Chapter 29:
Dominion Protocol Volume 12: Forgotten Stories
The chamber was silent, but the weight of history pressed against Jessica’s ribs like a slow-moving tide. She had stood in places like this before, hidden rooms, forgotten tombs, secrets buried beneath centuries of stone and silence. But this wasn’t like the others. This was different. Because this time, the name on the grave wasn’t just a piece of history. It was hers. Or at least, it had been once.
Olivia crouched next to the faded inscription, her phone’s flashlight sweeping across the carved letters. The erosion had done its work. Centuries of wind, dust, and time had eaten away at the name. But some of it remained.
And what was left…Jessica exhaled, fingers trailing over the deep-cut stone. It wasn’t Jessica Sanchez. It wasn’t any name she had carried before. But the structure of it, the shape of the letters told her that It was hers. A version of her. A name she had been before. A name she remembered.
Jessica whispered the name. It wasn't a discovery. It was recognition. She had carried it like a scar she’d never shown anyone. Now the stone itself had betrayed it to the others.
Leanna’s voice was low. “Can you make it out?”
Jessica swallowed. “Yes.”
She didn’t know how. She just did. It was a name pulled from somewhere deeper than memory, from the part of her that had always known she wasn’t just a single person in a single lifetime.That she was something more.
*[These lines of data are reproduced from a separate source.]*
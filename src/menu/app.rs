use std::io::{BufRead, Write};

use anyhow::Result;
use rusqlite::Connection;
use tracing::debug;

use crate::db::{
    create_author, create_book, delete_author, delete_book, fetch_authors, fetch_book_listings,
    fetch_books_by_author, search_authors, search_books,
};
use crate::error::LibraryError;
use crate::models::{Author, BookListing, NewAuthor, NewBook};

use super::commands::{AuthorSearch, BookSearch, MainCommand, MenuChoice};
use super::helpers::{surface_error, StatusKind};
use super::prompt::{InputClosed, Prompter};

/// Interactive library session. Owns the store connection for its lifetime
/// and always returns to the main menu after an action.
pub struct Menu<R, W> {
    conn: Connection,
    io: Prompter<R, W>,
}

impl<R: BufRead, W: Write> Menu<R, W> {
    pub fn new(conn: Connection, input: R, output: W, colored: bool) -> Self {
        Self {
            conn,
            io: Prompter::new(input, output, colored),
        }
    }

    pub fn into_parts(self) -> (Connection, W) {
        (self.conn, self.io.into_output())
    }

    /// Drive the main menu until Exit is chosen or input runs out. Action
    /// failures are reported and the loop carries on; only output errors end
    /// it early.
    pub fn run(&mut self) -> Result<()> {
        loop {
            let Some(command) = self.choose::<MainCommand>()? else {
                return Ok(());
            };

            if command == MainCommand::Exit {
                self.io.status(StatusKind::Info, "Exiting. Goodbye!")?;
                return Ok(());
            }

            debug!(?command, "dispatching menu command");
            match self.dispatch(command) {
                Ok(()) => {}
                Err(err) if err.is::<InputClosed>() => return Ok(()),
                Err(err) => self.report(&err)?,
            }
        }
    }

    /// Show a numbered menu and read a choice. Invalid input is reported; the
    /// main menu is then shown again while search menus give up. `None` means
    /// no choice was made.
    fn choose<C: MenuChoice>(&mut self) -> Result<Option<C>> {
        loop {
            self.render::<C>()?;
            let input = match self.io.line(&C::prompt()) {
                Ok(input) => input,
                Err(err) if err.is::<InputClosed>() => return Ok(None),
                Err(err) => return Err(err),
            };
            match C::parse(&input) {
                Some(choice) => return Ok(Some(choice)),
                None => self.io.status(StatusKind::Error, C::invalid_message())?,
            }
            if !C::REPEAT_ON_INVALID {
                return Ok(None);
            }
        }
    }

    fn render<C: MenuChoice>(&mut self) -> Result<()> {
        self.io.say(C::TITLE)?;
        for (index, option) in C::OPTIONS.iter().enumerate() {
            self.io.say(format!("{}. {}", index + 1, option.label()))?;
        }
        Ok(())
    }

    fn dispatch(&mut self, command: MainCommand) -> Result<()> {
        match command {
            MainCommand::AddAuthor => self.add_author(),
            MainCommand::DeleteAuthor => self.delete_author(),
            MainCommand::ListAuthors => self.list_authors(),
            MainCommand::SearchAuthors => self.search_author_menu(),
            MainCommand::AddBook => self.add_book(),
            MainCommand::DeleteBook => self.delete_book(),
            MainCommand::ListBooks => self.list_books(),
            MainCommand::SearchBooks => self.search_book_menu(),
            MainCommand::Exit => Ok(()),
        }
    }

    fn report(&mut self, err: &anyhow::Error) -> Result<()> {
        let message = surface_error(err);
        self.io.status(StatusKind::Error, message)
    }

    fn add_author(&mut self) -> Result<()> {
        let first_name = self.io.required("First Name")?;
        let last_name = self.io.required("Last Name")?;
        let birth_date = self.io.optional_date("Birth Date (YYYY-MM-DD)")?;
        let nationality = self.io.optional("Nationality")?;

        let author = create_author(
            &self.conn,
            &NewAuthor {
                first_name,
                last_name,
                birth_date,
                nationality,
            },
        )?;
        self.io.status(
            StatusKind::Info,
            format!(
                "Author {} added successfully with ID {}.",
                author.full_name(),
                author.id
            ),
        )
    }

    fn delete_author(&mut self) -> Result<()> {
        let id = self.io.required_int("Author ID")?;
        match delete_author(&self.conn, id) {
            Ok(()) => self.io.status(
                StatusKind::Info,
                format!("Author with ID {id} deleted successfully."),
            ),
            Err(err @ LibraryError::DanglingReference { author_id, .. }) => {
                self.io.status(StatusKind::Error, err.to_string())?;
                for book in fetch_books_by_author(&self.conn, author_id)? {
                    self.io.say(format!("   {}. {}", book.id, book.title))?;
                }
                Ok(())
            }
            Err(err) => Err(err.into()),
        }
    }

    fn list_authors(&mut self) -> Result<()> {
        let authors = fetch_authors(&self.conn)?;
        self.show_authors(&authors, "List of Authors:", "No authors found.")
    }

    fn show_authors(&mut self, authors: &[Author], heading: &str, empty: &str) -> Result<()> {
        if authors.is_empty() {
            return self.io.say(empty);
        }
        self.io.say(heading)?;
        for author in authors {
            self.io.say(author.to_string())?;
        }
        Ok(())
    }

    fn search_author_menu(&mut self) -> Result<()> {
        let Some(choice) = self.choose::<AuthorSearch>()? else {
            return Ok(());
        };
        let authors = match choice {
            AuthorSearch::FirstName => {
                let first_name = self.io.required("Enter the first name to search")?;
                search_authors(&self.conn, Some(&first_name), None)?
            }
            AuthorSearch::LastName => {
                let last_name = self.io.required("Enter the last name to search")?;
                search_authors(&self.conn, None, Some(&last_name))?
            }
            AuthorSearch::Back => {
                return self.io.say("Returning to the main menu.");
            }
        };
        self.show_authors(
            &authors,
            "List of Matching Authors:",
            "No matching authors found.",
        )
    }

    fn add_book(&mut self) -> Result<()> {
        let title = self.io.required("Title")?;
        let isbn = self.io.optional("ISBN")?;
        let publication_year = self.io.optional_int("Publication Year")?;
        let genre = self.io.optional("Genre")?;
        let read_status = self.io.flag("Read Status (y/n)")?;
        let author_id = self.io.required_int("Author ID")?;

        let book = create_book(
            &self.conn,
            &NewBook {
                title,
                author_id,
                publication_year,
                isbn,
                genre,
                read_status,
            },
        )?;
        self.io.status(
            StatusKind::Info,
            format!("Book '{}' added successfully with ID {}.", book.title, book.id),
        )
    }

    fn delete_book(&mut self) -> Result<()> {
        let id = self.io.required_int("Book ID")?;
        delete_book(&self.conn, id)?;
        self.io.status(
            StatusKind::Info,
            format!("Book with ID {id} deleted successfully."),
        )
    }

    fn list_books(&mut self) -> Result<()> {
        let books = fetch_book_listings(&self.conn)?;
        if books.is_empty() {
            return self.io.say("No books found.");
        }
        self.io.say("List of Books:")?;
        for listing in &books {
            self.io.say(listing.to_string())?;
            self.io.say(format!(
                "   Genre: {}",
                listing.book.genre.as_deref().unwrap_or("-")
            ))?;
            self.io
                .say(format!("   Read Status: {}", listing.read_label()))?;
        }
        Ok(())
    }

    fn search_book_menu(&mut self) -> Result<()> {
        let Some(choice) = self.choose::<BookSearch>()? else {
            return Ok(());
        };
        let books = match choice {
            BookSearch::Title => {
                let title = self.io.required("Enter the title to search")?;
                search_books(&self.conn, Some(&title), None)?
            }
            BookSearch::PublicationYear => {
                let year = self
                    .io
                    .required_int("Enter the publication year to search")?;
                search_books(&self.conn, None, Some(year))?
            }
            BookSearch::Back => {
                return self.io.say("Returning to the main menu.");
            }
        };
        self.show_matching_books(&books)
    }

    fn show_matching_books(&mut self, books: &[BookListing]) -> Result<()> {
        if books.is_empty() {
            return self.io.say("No matching books found.");
        }
        self.io.say("List of Matching Books:")?;
        for listing in books {
            self.io.say(listing.to_string())?;
        }
        Ok(())
    }
}
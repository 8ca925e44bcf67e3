use std::path::{Path, PathBuf};

use anyhow::{anyhow, Result};
use directories::BaseDirs;

/// Folder name used beneath the user's home directory for application data.
const DATA_DIR_NAME: &str = ".book-library";
/// SQLite file name stored inside the application data directory.
const DB_FILE_NAME: &str = "library.sqlite";

/// Runtime settings. The storage location is the only knob.
#[derive(Debug, Clone, PartialEq, Eq)]
pub struct Config {
    db_path: PathBuf,
}

impl Config {
    /// Use `explicit` when given (command line or `BOOK_LIBRARY_DB`), else the
    /// default file in the user's home.
    pub fn resolve(explicit: Option<PathBuf>) -> Result<Self> {
        let db_path = match explicit {
            Some(path) => path,
            None => default_db_path()?,
        };
        Ok(Self { db_path })
    }

    pub fn db_path(&self) -> &Path {
        &self.db_path
    }
}

/// Resolve the absolute path to the SQLite database inside the user's home.
fn default_db_path() -> Result<PathBuf> {
    let base_dirs = BaseDirs::new().ok_or_else(|| anyhow!("could not locate home directory"))?;
    Ok(base_dirs.home_dir().join(DATA_DIR_NAME).join(DB_FILE_NAME))
}
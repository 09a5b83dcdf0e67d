use std::path::PathBuf;
use std::time::Duration;

use cozy_chess::Board;
use evaluation::{EvaluationError, Evaluator, MATE_SCORE};
use log::info;
use utils::white_relative;

use super::commands::Score;
use super::engine::EngineProcess;

/// Scores positions with an external UCI engine, one process per call.
pub struct UciEvaluator {
    path: PathBuf,
    args: Vec<String>,
    grace: Duration,
}

impl UciEvaluator {
    /// `grace` is added on top of the search budget to cover startup and the handshake.
    pub fn new(path: PathBuf, args: Vec<String>, grace: Duration) -> Self {
        Self { path, args, grace }
    }
}

impl Evaluator for UciEvaluator {
    fn name(&self) -> String {
        format!("UCI {}", self.path.display())
    }

    fn evaluate(&mut self, board: &Board, budget: Duration) -> Result<i32, EvaluationError> {
        let mut engine = EngineProcess::spawn(&self.path, &self.args, budget + self.grace)?;
        engine.handshake()?;

        let score = engine.analyse(&board.to_string(), budget)?;
        let cp = white_relative(board, to_centipawns(score));
        info!("{} scored {} as {}", self.name(), board, cp);
        Ok(cp)
    }
}

/// Mate in any number of moves collapses to the mate sentinel. `mate 0` means
/// the side to move is already mated.
pub fn to_centipawns(score: Score) -> i32 {
    match score {
        Score::Centipawns(cp) => cp.clamp(-MATE_SCORE, MATE_SCORE),
        Score::Mate(moves) if moves > 0 => MATE_SCORE,
        Score::Mate(_) => -MATE_SCORE,
    }
}
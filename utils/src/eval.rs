use cozy_chess::{Board, Color};

/// Flip a side-to-move relative score to White's point of view.
#[inline(always)]
pub fn white_relative(board: &Board, score: i32) -> i32 {
    if board.side_to_move() == Color::White {
        score
    } else {
        -score
    }
}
Jessica took a slow breath, closed her eyes, and said it aloud. The name wasn’t new to her. She had carried it for years like a scar she never showed. But saying it aloud was different. Saying it meant the others knew she remembered.
The sound of it felt like a door unlocking. A ripple through time itself. And then, Olivia’s phone buzzed. Jessica turned as Olivia stared at the screen. Her face was pale. Jessica’s pulse slowed. “What?”
Olivia exhaled. “You’re not going to believe this,” she said softly.
* * *
The name Jessica had just spoken, the name carved into the tomb, hadn’t been lost to history. It had been erased. Purged from records. Scrubbed clean from archives all over the world. Except for one. A single reference. A single place where the name had been written down and sealed away. And Olivia had just found it.
Leanna leaned over, reading from the screen. Her breath caught.
Jessica waited. Then, finally, Olivia said it. “This name…” She hesitated. “It was the last record in the Vatican’s Black Archives before they shut them down.”
Jessica didn’t need the words explained, she had expected as much.
Leanna’s voice was sharp. “What do you mean, shut them down?”
Olivia exhaled. “I mean someone buried this so deep that even the Vatican doesn’t acknowledge it exists anymore.”
Jessica processed that. She didn’t need Olivia to explain. This was what she had always feared. Not prophecy. Not destiny. Erasure. They had been cutting names, people, whole lives from the record for centuries. Pasolini had tried to drag one of those names back into the light, and they had buried him for it. Jessica had spent her life searching for something, a reason, an answer, a truth she could live with. And now she had it. Not just her name. Not just the proof that she had been before. But the why. The truth that had been passed through each version of her, from one vessel to the next.
And if that was the case… Then she wasn’t just a person. She was a keeper. And what she carried inside her, the thing she had always thought of as fragmented memories, wasn't just personal. It was a secret so dangerous that men had burned cities to keep it buried.
Jessica’s breath was steady. Olivia’s wasn’t. Leanna’s voice was careful. “So now we know what they were trying to erase.”
Jessica turned toward her.“No,” she murmured. “Now we know why Pasolini was killed.”
A pause. Jessica’s voice dropped lower. “And why they won’t stop coming for me.”
Because she wasn’t just a witness. She wasn’t just a remnant of the past. She was the last one who knew. And now? Now she had to decide what to do with that knowledge.
Jessica had thought she was hunting the past. But all along, it had been hunting her.
Now, standing in the dark beneath the Vatican, staring at her own name on a tomb older than anything she had ever uncovered before, she had to ask herself what was next. She already remembered. That was the problem. The question wasn’t memory, it was silence. Could she keep carrying the truth without speaking it, or would she let it surface and watch the world burn with her?